The course content is organized in three units:
Unit 1 - Exploring data: This unit focuses on data visualiation and data wranling. Specifically we cover fundamentals of data and data visualization, confounding variables, and Simpson’s paradox as well as the concept of tidy data, data import, data cleaning, and data curation. We end the unit with web scraping and introduce the idea of iteration in preparation for the next unit. Also in this unit students are introduced to the toolkit: R, RStudio, R Markdown, Git, GitHub, etc.
Unit 2 - Making rigorous conclusions: In this part we introduce modeling and statistical inference for making data based conclusions. We discuss building, interpreting, and selecting models, visualizing interaction effects, and prediction and model validity. Statistical inference is introduced from a simulation based perspective, and the Central Limit Theorem is discussed very briefly to lay the foundation for future coursework in statistics.
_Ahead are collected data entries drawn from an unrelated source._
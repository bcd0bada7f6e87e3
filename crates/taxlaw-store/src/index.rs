//! Capability traits for the external embedding model and vector index.

use async_trait::async_trait;
use serde_json::{Map, Value};

use crate::RetrievalError;

/// Metadata key holding the human-readable source reference of a passage.
pub const FULL_REFERENCE_KEY: &str = "full_reference";

/// One passage returned by a similarity search.
#[derive(Debug, Clone, Default, PartialEq)]
pub struct SearchMatch {
    pub metadata: Map<String, Value>,
    pub page_content: String,
}

impl SearchMatch {
    /// Build a match carrying only a `full_reference` entry.
    pub fn new(full_reference: &str, page_content: impl Into<String>) -> Self {
        let mut metadata = Map::new();
        metadata.insert(
            FULL_REFERENCE_KEY.to_string(),
            Value::String(full_reference.to_string()),
        );
        Self {
            metadata,
            page_content: page_content.into(),
        }
    }

    /// The `full_reference` metadata value, if present and a string.
    pub fn full_reference(&self) -> Option<&str> {
        self.metadata.get(FULL_REFERENCE_KEY).and_then(Value::as_str)
    }
}

/// Embeds query text into the vector space of the index.
#[async_trait]
pub trait Embeddings: Send + Sync {
    async fn embed_query(&self, text: &str) -> Result<Vec<f32>, RetrievalError>;
}

/// Nearest-neighbour search over legislation passages.
///
/// Implementations return at most `k` matches, closest first. Tie-breaking is
/// left to the backend.
#[async_trait]
pub trait VectorIndex: Send + Sync {
    async fn similarity_search(
        &self,
        query: &str,
        k: usize,
    ) -> Result<Vec<SearchMatch>, RetrievalError>;
}
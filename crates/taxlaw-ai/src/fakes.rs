//! In-memory fakes for [`LanguageModel`] (testing only).

use std::sync::Mutex;

use async_trait::async_trait;

use crate::{Completion, CompletionError, LanguageModel};

/// Model that always answers with the same text and records every prompt.
#[derive(Debug, Default)]
pub struct ScriptedModel {
    response: String,
    prompts: Mutex<Vec<String>>,
}

impl ScriptedModel {
    pub fn new(response: impl Into<String>) -> Self {
        Self {
            response: response.into(),
            prompts: Mutex::new(Vec::new()),
        }
    }

    pub fn prompts(&self) -> Vec<String> {
        self.prompts.lock().unwrap().clone()
    }
}

#[async_trait]
impl LanguageModel for ScriptedModel {
    async fn complete(&self, prompt: &str) -> Result<Completion, CompletionError> {
        self.prompts.lock().unwrap().push(prompt.to_string());
        Ok(Completion {
            content: self.response.clone(),
        })
    }
}

/// Model whose every call fails with [`CompletionError::Other`].
#[derive(Debug)]
pub struct FailingModel {
    message: String,
}

impl FailingModel {
    pub fn new(message: impl Into<String>) -> Self {
        Self {
            message: message.into(),
        }
    }
}

#[async_trait]
impl LanguageModel for FailingModel {
    async fn complete(&self, _prompt: &str) -> Result<Completion, CompletionError> {
        Err(CompletionError::Other(self.message.clone()))
    }
}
Unit 3 - Looking forward: In the last unit we present a series of modules such as interactive reporting and visualizaiton with Shiny, text analysis, and Bayesian inference. These are independent modules that instructors can choose to include in their introductory data science curriculum depending on how much time they have left in the semester.
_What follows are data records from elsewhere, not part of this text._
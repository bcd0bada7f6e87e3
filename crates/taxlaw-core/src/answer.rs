//! Structured answer types and the six-section vocabulary.
//!
//! The model is asked to answer in six sections, each opened by a bracketed
//! header token on its own line. [`Section`] names those sections and maps
//! them to their header token, their JSON key and their default text.

use serde::{Deserialize, Serialize};

use crate::TaxQuery;

/// One of the six answer sections, in protocol order.
#[derive(Debug, Clone, Copy, PartialEq, Eq, Hash)]
pub enum Section {
    Title,
    TaxResearch,
    TaxCitations,
    DraftClientResponse,
    ClarifyingQuestions,
    Confirmation,
}

impl Section {
    /// All sections in the order the model must emit them.
    pub const ALL: [Section; 6] = [
        Section::Title,
        Section::TaxResearch,
        Section::TaxCitations,
        Section::DraftClientResponse,
        Section::ClarifyingQuestions,
        Section::Confirmation,
    ];

    /// The literal header token that opens this section.
    pub fn header(&self) -> &'static str {
        match self {
            Self::Title => "[TITLE]",
            Self::TaxResearch => "[TAX_RESEARCH]",
            Self::TaxCitations => "[TAX_CITATIONS]",
            Self::DraftClientResponse => "[DRAFT_CLIENT_RESPONSE]",
            Self::ClarifyingQuestions => "[CLARIFYING_QUESTIONS]",
            Self::Confirmation => "[CONFIRMATION]",
        }
    }

    /// The JSON field name used in requests and responses.
    pub fn key(&self) -> &'static str {
        match self {
            Self::Title => "title",
            Self::TaxResearch => "tax_research",
            Self::TaxCitations => "tax_citations",
            Self::DraftClientResponse => "draft_client_response",
            Self::ClarifyingQuestions => "clarifying_questions",
            Self::Confirmation => "confirmation",
        }
    }

    /// Text used when the model omits the section or leaves it empty.
    ///
    /// Clients surface these strings to end users, so they are fixed.
    pub fn default_text(&self) -> &'static str {
        match self {
            Self::Title => "Untitled",
            Self::TaxResearch => "No research provided",
            Self::TaxCitations => "No citations provided",
            Self::DraftClientResponse => "No response drafted",
            Self::ClarifyingQuestions => "No clarifying questions",
            Self::Confirmation => "No confirmation provided",
        }
    }

    /// Match a line against the header tokens. Exact after trimming.
    pub fn from_header(line: &str) -> Option<Section> {
        let line = line.trim();
        Self::ALL.into_iter().find(|s| s.header() == line)
    }

    /// The caller's placeholder value for this section.
    pub fn seed<'a>(&self, query: &'a TaxQuery) -> &'a str {
        match self {
            Self::Title => &query.title,
            Self::TaxResearch => &query.tax_research,
            Self::TaxCitations => &query.tax_citations,
            Self::DraftClientResponse => &query.draft_client_response,
            Self::ClarifyingQuestions => &query.clarifying_questions,
            Self::Confirmation => &query.confirmation,
        }
    }
}

/// The six parsed answer sections. Every field is always populated.
#[derive(Debug, Clone, PartialEq, Eq, Serialize, Deserialize)]
pub struct ParsedSections {
    pub title: String,
    pub tax_research: String,
    pub tax_citations: String,
    pub draft_client_response: String,
    pub clarifying_questions: String,
    pub confirmation: String,
}

impl Default for ParsedSections {
    fn default() -> Self {
        Self {
            title: Section::Title.default_text().to_string(),
            tax_research: Section::TaxResearch.default_text().to_string(),
            tax_citations: Section::TaxCitations.default_text().to_string(),
            draft_client_response: Section::DraftClientResponse.default_text().to_string(),
            clarifying_questions: Section::ClarifyingQuestions.default_text().to_string(),
            confirmation: Section::Confirmation.default_text().to_string(),
        }
    }
}

impl ParsedSections {
    pub fn get(&self, section: Section) -> &str {
        match section {
            Section::Title => &self.title,
            Section::TaxResearch => &self.tax_research,
            Section::TaxCitations => &self.tax_citations,
            Section::DraftClientResponse => &self.draft_client_response,
            Section::ClarifyingQuestions => &self.clarifying_questions,
            Section::Confirmation => &self.confirmation,
        }
    }

    pub fn set(&mut self, section: Section, value: String) {
        let slot = match section {
            Section::Title => &mut self.title,
            Section::TaxResearch => &mut self.tax_research,
            Section::TaxCitations => &mut self.tax_citations,
            Section::DraftClientResponse => &mut self.draft_client_response,
            Section::ClarifyingQuestions => &mut self.clarifying_questions,
            Section::Confirmation => &mut self.confirmation,
        };
        *slot = value;
    }
}

/// A single citation extracted from a `name | url` line.
#[derive(Debug, Clone, PartialEq, Eq, Serialize, Deserialize)]
pub struct CitationRecord {
    pub citations_name: String,
    pub citation_url: String,
}

/// The payload returned to the client: six sections plus citations.
///
/// Serialised flat, with the section keys and `citations` at the top level.
#[derive(Debug, Clone, PartialEq, Eq, Serialize, Deserialize)]
pub struct AnswerResult {
    #[serde(flatten)]
    pub sections: ParsedSections,
    #[serde(default)]
    pub citations: Vec<CitationRecord>,
}

impl AnswerResult {
    pub fn new(sections: ParsedSections, citations: Vec<CitationRecord>) -> Self {
        Self {
            sections,
            citations,
        }
    }

    /// The fixed payload returned when any pipeline stage fails.
    ///
    /// Callers cannot tell this apart from a model answer except by its
    /// literal content.
    pub fn fallback() -> Self {
        Self {
            sections: ParsedSections {
                title: "Error Processing Query".to_string(),
                tax_research: "An error occurred while processing your query.".to_string(),
                tax_citations: "No citations available".to_string(),
                draft_client_response: "Unable to generate response at this time.".to_string(),
                clarifying_questions: "Service temporarily unavailable.".to_string(),
                confirmation: "Error occurred during processing.".to_string(),
            },
            citations: Vec::new(),
        }
    }

    pub fn is_fallback(&self) -> bool {
        *self == Self::fallback()
    }
}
The table below outlines a sample course schedule developed for a 15-week long semester course that meets twice a week for lecture and once a week for a computing lab.
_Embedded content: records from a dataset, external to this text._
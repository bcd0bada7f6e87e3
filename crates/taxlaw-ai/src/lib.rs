//! Answer pipeline: prompt protocol, LLM integration, and response parsing.

pub mod fakes;
mod llm;
pub use llm::{Completion, CompletionError, LanguageModel, OpenAiChat};

mod parser;
pub use parser::{HeaderParser, SectionParser, extract_citations, parse_response};

mod pipeline;
pub use pipeline::{AnswerOrchestrator, PipelineError};

mod prompt;
pub use prompt::build_prompt;
//! Runtime settings from flags and the environment, and service wiring.

use std::sync::Arc;
use std::time::Duration;

use anyhow::Context;
use clap::Args;
use taxlaw_ai::{AnswerOrchestrator, OpenAiChat};
use taxlaw_core::config::{
    DEFAULT_EMBEDDING_MODEL, DEFAULT_INDEX_NAME, DEFAULT_LLM_MODEL, DEFAULT_LLM_TEMPERATURE,
    DEFAULT_PORT, DEFAULT_TIMEOUT_SECS, DEFAULT_TOP_K, OpenAiConfig, PineconeConfig,
};
use taxlaw_store::{ContextRetriever, Embeddings, OpenAiEmbeddings, PineconeIndex, VectorIndex};
use tracing::info;

#[derive(Args, Debug, Clone)]
pub struct Settings {
    /// OpenAI API key (embeddings and chat completions).
    #[arg(long, env = "OPENAI_API_KEY", hide_env_values = true, global = true)]
    pub openai_api_key: Option<String>,

    /// Pinecone API key.
    #[arg(long, env = "PINECONE_API_KEY", hide_env_values = true, global = true)]
    pub pinecone_api_key: Option<String>,

    #[arg(long, env = "PINECONE_INDEX_NAME", default_value = DEFAULT_INDEX_NAME, global = true)]
    pub index_name: String,

    #[arg(long, env = "TAXLAW_EMBEDDING_MODEL", default_value = DEFAULT_EMBEDDING_MODEL, global = true)]
    pub embedding_model: String,

    #[arg(long, env = "TAXLAW_LLM_MODEL", default_value = DEFAULT_LLM_MODEL, global = true)]
    pub llm_model: String,

    #[arg(long, env = "TAXLAW_LLM_TEMPERATURE", default_value_t = DEFAULT_LLM_TEMPERATURE, global = true)]
    pub llm_temperature: f32,

    /// Passages retrieved per question.
    #[arg(long, env = "TAXLAW_TOP_K", default_value_t = DEFAULT_TOP_K, global = true)]
    pub top_k: usize,

    /// Timeout for each outbound HTTP request.
    #[arg(long, env = "TAXLAW_TIMEOUT_SECS", default_value_t = DEFAULT_TIMEOUT_SECS, global = true)]
    pub timeout_secs: u64,

    #[arg(long, env = "PORT", default_value_t = DEFAULT_PORT, global = true)]
    pub port: u16,

    /// Use a local LanceDB database instead of Pinecone.
    #[cfg(feature = "lancedb")]
    #[arg(long, env = "TAXLAW_LANCE_PATH", global = true)]
    pub lance_path: Option<std::path::PathBuf>,
}

impl Settings {
    pub fn timeout(&self) -> Duration {
        Duration::from_secs(self.timeout_secs)
    }

    fn openai(&self, model: &str) -> anyhow::Result<OpenAiConfig> {
        let api_key = require(&self.openai_api_key, "OPENAI_API_KEY")?;
        Ok(OpenAiConfig {
            model: model.to_string(),
            timeout: self.timeout(),
            ..OpenAiConfig::chat(api_key)
        })
    }

    fn pinecone(&self) -> anyhow::Result<PineconeConfig> {
        let api_key = require(&self.pinecone_api_key, "PINECONE_API_KEY")?;
        Ok(PineconeConfig {
            index_name: self.index_name.clone(),
            timeout: self.timeout(),
            ..PineconeConfig::new(api_key)
        })
    }

    async fn vector_index(
        &self,
        embeddings: Arc<dyn Embeddings>,
    ) -> anyhow::Result<Arc<dyn VectorIndex>> {
        #[cfg(feature = "lancedb")]
        {
            if let Some(path) = &self.lance_path {
                info!(path = %path.display(), "using LanceDB index");
                let index = taxlaw_store::LanceIndex::open(path, embeddings)
                    .await
                    .context("opening LanceDB index")?;
                return Ok(Arc::new(index));
            }
        }

        info!(index = %self.index_name, "using Pinecone index");
        let index = PineconeIndex::connect(self.pinecone()?, embeddings)
            .await
            .context("connecting to Pinecone")?;
        Ok(Arc::new(index))
    }

    /// Open the local LanceDB index with the configured embeddings model.
    #[cfg(feature = "lancedb")]
    pub async fn lance_index(&self) -> anyhow::Result<taxlaw_store::LanceIndex> {
        let path = self
            .lance_path
            .as_deref()
            .context("missing required environment variable TAXLAW_LANCE_PATH")?;
        let embeddings = OpenAiEmbeddings::new(self.openai(&self.embedding_model)?)
            .context("creating embeddings client")?;
        taxlaw_store::LanceIndex::open(path, Arc::new(embeddings))
            .await
            .context("opening LanceDB index")
    }

    /// Build the answer pipeline. Fails when a required key is missing.
    pub async fn build_orchestrator(&self) -> anyhow::Result<AnswerOrchestrator> {
        let embeddings = OpenAiEmbeddings::new(self.openai(&self.embedding_model)?)
            .context("creating embeddings client")?;
        let index = self.vector_index(Arc::new(embeddings)).await?;

        let model = OpenAiChat::new(self.openai(&self.llm_model)?)
            .context("creating chat client")?
            .with_temperature(self.llm_temperature);

        info!(
            llm = %self.llm_model,
            embeddings = %self.embedding_model,
            top_k = self.top_k,
            "answer pipeline ready"
        );
        Ok(AnswerOrchestrator::new(ContextRetriever::new(index), Arc::new(model)).with_top_k(self.top_k))
    }
}

fn require<'a>(value: &'a Option<String>, name: &str) -> anyhow::Result<&'a str> {
    value
        .as_deref()
        .filter(|v| !v.is_empty())
        .with_context(|| format!("missing required environment variable {name}"))
}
|1||Welcome to Data Science|
|UNIT 1||EXPLORING DATA|
|2||Meet the toolkit|
|3||Data and visualization|
|4||Tidy data and data wrangling|
|5||Tips for effective data visualization|
|6||Merge conflict+ Tips for effective data visualization in R|
|7||Confounding variables and Simpson’s paradox|
|8||Coding style + Data types + Recoding variables|
|9||Review + recap|
|11||Functions and automation|
|UNIT 2||MAKING RIGOROUS CONCLUSIONS|
|12||The language of models|
|13||Formalizing linear models|
|14||Work on project proposals|
|15||Modeling nonlinear relations + Introducing multiple predictors|
|16||Multiple linear regression + Model selection|
|17||Prediction and model validation|
|18||Estimation via bootstrapping|
|19||Hypothesis testing via simulation methods|
|20||Review + recap|
|21||Central limit theorem|
|22||Inference for regression|
|UNIT 3||LOOKING FORWARD|
|25||Interactive data visualization and reporting with dashboards|
|26||Interactive data visualization and reporting with Shiny|
|28||Final project presentations|